Pages: [1] 2 3   Go Down
  Print  
Author Topic: String ramps: changing the Break angle  (Read 7228 times)
Zohn
Gold Member
****
Offline Offline

Posts: 2463




Ignore
« on: July 04, 2009, 04:08:19 PM »

Anyone done this? What does one use to cut the slot neatly?
Logged

"To me...music exists to elevate us as far as possible above everyday life." ~ Gabriel Faure
Big E
Senior Member
***
Offline Offline

Posts: 237


WWW

Ignore
« Reply #1 on: July 04, 2009, 04:30:49 PM »

I ramped my cheapo guitar. It worked out well. I would not use the same method on my Larrivee. I had to on the beater as I shaved the saddle to bring the action down to a pain free height. 
Logged

"If at 1st you don't succeed, sky-diving is NOT for you"
jeremy3220
Gold Member
****
Offline Offline

Posts: 4598




Ignore
« Reply #2 on: July 04, 2009, 04:42:42 PM »

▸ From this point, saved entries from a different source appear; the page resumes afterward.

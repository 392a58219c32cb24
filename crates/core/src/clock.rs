//! Time source abstraction.
//!
//! Dispatch timestamps, pattern timeouts and the deterministic scheduler all
//! read time through [`Clock`], so tests can drive time explicitly with
//! [`ManualClock`] instead of sleeping.

use std::sync::{Arc, Mutex};
use std::time::Duration;

use chrono::{DateTime, Utc};

/// Source of "now".
pub trait Clock: Send + Sync + 'static {
    fn now(&self) -> DateTime<Utc>;
}

/// Wall-clock time.
#[derive(Debug, Copy, Clone, Default)]
pub struct SystemClock;

impl Clock for SystemClock {
    fn now(&self) -> DateTime<Utc> {
        Utc::now()
    }
}

/// A clock that only moves when told to.
///
/// Cloning shares the underlying instant, so a clone handed to the bus and a
/// clone kept by a test observe the same time.
#[derive(Debug, Clone)]
pub struct ManualClock {
    now: Arc<Mutex<DateTime<Utc>>>,
}

impl ManualClock {
    pub fn new(start: DateTime<Utc>) -> Self {
        Self {
            now: Arc::new(Mutex::new(start)),
        }
    }

    /// Start at the Unix epoch, which keeps test arithmetic readable.
    pub fn at_epoch() -> Self {
        Self::new(DateTime::<Utc>::default())
    }

    pub fn set(&self, instant: DateTime<Utc>) {
        let mut now = self.now.lock().unwrap_or_else(|p| p.into_inner());
        *now = instant;
    }

    pub fn advance(&self, by: Duration) {
        let mut now = self.now.lock().unwrap_or_else(|p| p.into_inner());
        *now += chrono::Duration::from_std(by).unwrap_or_default();
    }
}

impl Default for ManualClock {
    fn default() -> Self {
        Self::at_epoch()
    }
}

impl Clock for ManualClock {
    fn now(&self) -> DateTime<Utc> {
        *self.now.lock().unwrap_or_else(|p| p.into_inner())
    }
}

impl<C> Clock for Arc<C>
where
    C: Clock + ?Sized,
{
    fn now(&self) -> DateTime<Utc> {
        (**self).now()
    }
}

#[cfg(test)]
mod tests {
    use super::*;

    #[test]
    fn manual_clock_clones_share_time() {
        let clock = ManualClock::at_epoch();
        let observer = clock.clone();

        clock.advance(Duration::from_millis(1500));

        assert_eq!(observer.now().timestamp_millis(), 1500);
    }
}
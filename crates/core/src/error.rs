//! Core error model.

use thiserror::Error;

/// Result type used by the core crate.
pub type CoreResult<T> = Result<T, CoreError>;

#[derive(Debug, Error, Clone, PartialEq, Eq)]
pub enum CoreError {
    /// An identifier was invalid (e.g. parse failure).
    #[error("invalid identifier: {0}")]
    InvalidId(String),
}

impl CoreError {
    pub fn invalid_id(msg: impl Into<String>) -> Self {
        Self::InvalidId(msg.into())
    }
}
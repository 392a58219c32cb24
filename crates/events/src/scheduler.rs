//! Scheduler boundary.
//!
//! The subsystem never spawns threads of its own. Trigger delays, repeat
//! intervals, delayed chain steps and the correlation sweep are all handed to
//! a host-supplied [`Scheduler`]. [`ManualScheduler`] is a deterministic
//! implementation driven by a [`ManualClock`], for tests and offline tools.

use std::sync::atomic::{AtomicBool, Ordering};
use std::sync::{Arc, Mutex};
use std::time::Duration;

use chrono::{DateTime, Utc};
use tracing::debug;

use blockscript_core::{Clock, ManualClock};

/// A scheduled callback. Repeating tasks are invoked once per interval.
pub type Task = Box<dyn FnMut() + Send + 'static>;

/// Handle to a scheduled callback.
///
/// Cancellation is best-effort: the scheduler checks the flag immediately
/// before each run, but a run that already started is not interrupted.
#[derive(Debug, Clone, Default)]
pub struct ScheduledTask {
    cancelled: Arc<AtomicBool>,
}

impl ScheduledTask {
    pub fn new() -> Self {
        Self::default()
    }

    pub fn cancel(&self) {
        self.cancelled.store(true, Ordering::SeqCst);
    }

    pub fn is_cancelled(&self) -> bool {
        self.cancelled.load(Ordering::SeqCst)
    }

    /// Whether both handles control the same scheduled task.
    pub fn same_task(&self, other: &ScheduledTask) -> bool {
        Arc::ptr_eq(&self.cancelled, &other.cancelled)
    }
}

/// Runs callbacks later, optionally repeating.
pub trait Scheduler: Send + Sync {
    /// Run `task` after `delay`, then every `repeat` if given, until cancelled.
    fn schedule(&self, delay: Duration, repeat: Option<Duration>, task: Task) -> ScheduledTask;
}

impl<'a> dyn Scheduler + 'a {
    /// Run `f` once after `delay`.
    pub fn after<F>(&self, delay: Duration, f: F) -> ScheduledTask
    where
        F: FnOnce() + Send + 'static,
    {
        let mut f = Some(f);
        self.schedule(
            delay,
            None,
            Box::new(move || {
                if let Some(f) = f.take() {
                    f()
                }
            }),
        )
    }

    /// Run `f` every `interval`, first run one interval from now.
    pub fn every<F>(&self, interval: Duration, f: F) -> ScheduledTask
    where
        F: FnMut() + Send + 'static,
    {
        self.schedule(interval, Some(interval), Box::new(f))
    }
}

impl<S> Scheduler for Arc<S>
where
    S: Scheduler + ?Sized,
{
    fn schedule(&self, delay: Duration, repeat: Option<Duration>, task: Task) -> ScheduledTask {
        (**self).schedule(delay, repeat, task)
    }
}

struct Entry {
    due: DateTime<Utc>,
    seq: u64,
    repeat: Option<Duration>,
    task: Task,
    handle: ScheduledTask,
}

#[derive(Default)]
struct Queue {
    next_seq: u64,
    entries: Vec<Entry>,
}

impl Queue {
    /// Remove and return the earliest entry due at or before `until`.
    fn pop_due(&mut self, until: DateTime<Utc>) -> Option<Entry> {
        let idx = self
            .entries
            .iter()
            .enumerate()
            .filter(|(_, e)| e.due <= until)
            .min_by_key(|(_, e)| (e.due, e.seq))
            .map(|(idx, _)| idx)?;
        Some(self.entries.swap_remove(idx))
    }
}

/// Deterministic scheduler: nothing runs until [`advance`](Self::advance) is called.
///
/// Tasks run on the calling thread, in due-time order (ties in scheduling
/// order), with the clock set to each task's due time while it runs.
#[derive(Clone)]
pub struct ManualScheduler {
    clock: ManualClock,
    queue: Arc<Mutex<Queue>>,
}

impl ManualScheduler {
    pub fn new(clock: ManualClock) -> Self {
        Self {
            clock,
            queue: Arc::new(Mutex::new(Queue::default())),
        }
    }

    pub fn clock(&self) -> &ManualClock {
        &self.clock
    }

    /// Callbacks still waiting (cancelled ones included until they come due).
    pub fn pending(&self) -> usize {
        self.lock().entries.len()
    }

    /// Move time forward by `by`, running every callback that comes due.
    ///
    /// Returns how many callbacks ran.
    pub fn advance(&self, by: Duration) -> usize {
        let target = self.clock.now() + chrono::Duration::from_std(by).unwrap_or_default();
        let mut ran = 0;

        loop {
            let Some(mut entry) = self.lock().pop_due(target) else {
                break;
            };

            if entry.handle.is_cancelled() {
                continue;
            }

            if entry.due > self.clock.now() {
                self.clock.set(entry.due);
            }
            (entry.task)();
            ran += 1;

            if let Some(interval) = entry.repeat {
                if !entry.handle.is_cancelled() {
                    entry.due += chrono::Duration::from_std(interval).unwrap_or_default();
                    self.lock().entries.push(entry);
                }
            }
        }

        self.clock.set(target);
        debug!(ran, "manual scheduler advanced");
        ran
    }

    /// Run whatever is due at the current instant.
    pub fn run_due(&self) -> usize {
        self.advance(Duration::ZERO)
    }

    fn lock(&self) -> std::sync::MutexGuard<'_, Queue> {
        self.queue.lock().unwrap_or_else(|p| p.into_inner())
    }
}

impl Scheduler for ManualScheduler {
    fn schedule(&self, delay: Duration, repeat: Option<Duration>, task: Task) -> ScheduledTask {
        let handle = ScheduledTask::new();
        let due = self.clock.now() + chrono::Duration::from_std(delay).unwrap_or_default();
        // A zero interval would re-run forever within a single advance.
        let repeat = repeat.filter(|interval| !interval.is_zero());

        let mut queue = self.lock();
        let seq = queue.next_seq;
        queue.next_seq += 1;
        queue.entries.push(Entry {
            due,
            seq,
            repeat,
            task,
            handle: handle.clone(),
        });
        handle
    }
}

impl core::fmt::Debug for ManualScheduler {
    fn fmt(&self, f: &mut core::fmt::Formatter<'_>) -> core::fmt::Result {
        f.debug_struct("ManualScheduler")
            .field("now", &self.clock.now())
            .field("pending", &self.pending())
            .finish()
    }
}
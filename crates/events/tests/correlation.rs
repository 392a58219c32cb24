use std::sync::Arc;
use std::sync::atomic::{AtomicUsize, Ordering};
use std::time::Duration;

use blockscript_core::ManualClock;
use blockscript_events::{
    BusConfig, EventBus, EventData, EventSchema, FieldType, ManualScheduler, Pattern,
    PatternInstance,
};
use serde_json::{Value, json};

fn data(value: Value) -> EventData {
    value.as_object().cloned().unwrap_or_default()
}

fn order_bus(config: BusConfig) -> (Arc<EventBus>, ManualScheduler, Arc<AtomicUsize>) {
    let clock = ManualClock::at_epoch();
    let scheduler = ManualScheduler::new(clock.clone());
    let bus = EventBus::new(config, Arc::new(clock), Arc::new(scheduler.clone()));

    bus.register_schema(
        EventSchema::builder("orderPlaced")
            .required("amount", FieldType::Number)
            .build()
            .unwrap(),
    )
    .unwrap();
    bus.register_schema(EventSchema::builder("orderShipped").build().unwrap())
        .unwrap();

    bus.correlation().register_pattern(
        Pattern::builder("large-order-shipped")
            .step("orderPlaced", |d| {
                d.get("amount").and_then(Value::as_f64).unwrap_or(0.0) > 100.0
            })
            .then("orderShipped")
            .timeout(Duration::from_millis(5000))
            .build()
            .unwrap(),
    );

    let completions = Arc::new(AtomicUsize::new(0));
    let c = completions.clone();
    bus.correlation()
        .add_listener(move |_: &PatternInstance| -> anyhow::Result<()> {
            c.fetch_add(1, Ordering::SeqCst);
            Ok(())
        });

    (bus, scheduler, completions)
}

#[test]
fn large_order_then_shipment_completes_exactly_once() {
    let (bus, scheduler, completions) = order_bus(BusConfig::default());

    bus.publish("orderPlaced", data(json!({"amount": 150})), None, None)
        .unwrap();
    let active = bus.correlation().active_instances();
    assert_eq!(active.len(), 1);
    assert_eq!(active[0].completed_steps().len(), 1);

    scheduler.advance(Duration::from_millis(1000));
    bus.publish("orderShipped", EventData::new(), None, None)
        .unwrap();
    assert_eq!(completions.load(Ordering::SeqCst), 1);
    assert_eq!(bus.correlation().active_count(), 0);

    scheduler.advance(Duration::from_millis(1));
    bus.publish("orderShipped", EventData::new(), None, None)
        .unwrap();
    assert_eq!(completions.load(Ordering::SeqCst), 1);
    assert_eq!(bus.correlation().completed_total(), 1);
}

#[test]
fn small_orders_do_not_start_the_pattern() {
    let (bus, _scheduler, completions) = order_bus(BusConfig::default());

    bus.publish("orderPlaced", data(json!({"amount": 20})), None, None)
        .unwrap();
    bus.publish("orderShipped", EventData::new(), None, None)
        .unwrap();

    assert_eq!(bus.correlation().active_count(), 0);
    assert_eq!(completions.load(Ordering::SeqCst), 0);
}

#[test]
fn rejected_events_never_reach_the_engine() {
    let (bus, _scheduler, _) = order_bus(BusConfig::default());

    assert!(
        bus.publish("orderPlaced", data(json!({"amount": "lots"})), None, None)
            .is_err()
    );
    assert_eq!(bus.correlation().active_count(), 0);
}

#[test]
fn periodic_sweep_drops_stale_instances_silently() {
    let config = BusConfig::default().with_sweep_interval(Duration::from_secs(1));
    let (bus, scheduler, completions) = order_bus(config);
    let sweep = bus.start_correlation_sweep();

    bus.publish("orderPlaced", data(json!({"amount": 500})), None, None)
        .unwrap();
    scheduler.advance(Duration::from_secs(5));
    assert_eq!(bus.correlation().active_count(), 1);

    scheduler.advance(Duration::from_secs(1));
    assert_eq!(bus.correlation().active_count(), 0);
    assert_eq!(completions.load(Ordering::SeqCst), 0);

    sweep.cancel();
    bus.publish("orderShipped", EventData::new(), None, None)
        .unwrap();
    assert_eq!(completions.load(Ordering::SeqCst), 0);
}

#[test]
fn listeners_may_publish_follow_up_events() {
    let (bus, _scheduler, _) = order_bus(BusConfig::default());
    bus.register_schema(
        EventSchema::builder("vipThanks")
            .required("amount", FieldType::Number)
            .build()
            .unwrap(),
    )
    .unwrap();

    let weak = Arc::downgrade(&bus);
    bus.correlation()
        .add_listener(move |instance: &PatternInstance| -> anyhow::Result<()> {
            if let Some(bus) = weak.upgrade() {
                bus.publish("vipThanks", instance.merged_data(), None, None)?;
            }
            Ok(())
        });

    bus.publish("orderPlaced", data(json!({"amount": 250})), None, None)
        .unwrap();
    bus.publish("orderShipped", EventData::new(), None, None)
        .unwrap();

    let history = bus.history("vipThanks");
    assert_eq!(history.len(), 1);
}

I call them string ramps. I did it on my Larrivee. I took a small jig saw blade and slowly made the cut. Then you can finish with a Grobet joint round edge file about .058" thick to leave a perfectly round and uniform slot/ramp. It's the same type of file that many use for nut slots.
Logged

Zohn
Gold Member
****
Offline Offline

Posts: 2463




Ignore
« Reply #3 on: July 05, 2009, 08:15:34 AM »

I call them string ramps. I did it on my Larrivee. I took a small jig saw blade and slowly made the cut. Then you can finish with a Grobet joint round edge file about .058" thick to leave a perfectly round and uniform slot/ramp. It's the same type of file that many use for nut slots.
Changed the title of the thread accordingly. Thanks for the info.
Logged

"To me...music exists to elevate us as far as possible above everyday life." ~ Gabriel Faure
ncognito
Gold Member
****
Offline Offline

Posts: 1447




Ignore
« Reply #4 on: July 05, 2009, 11:27:41 AM »

What are the advantages of doing this: does it improvre tone?  Can someone post photos because it's hard to visualize this?

          DAVE
Logged

-Larrivee LSV11e (sadly sold))
-Lowden S10c
-Taylor 455ce L7
-Guild D40 (donated to science due to terminal      Onthevergeofimplosionitis)
-Brian Fry Custim 000 in the works
Zohn
Gold Member
****
Offline Offline

Posts: 2463




Ignore
« Reply #5 on: July 05, 2009, 12:16:06 PM »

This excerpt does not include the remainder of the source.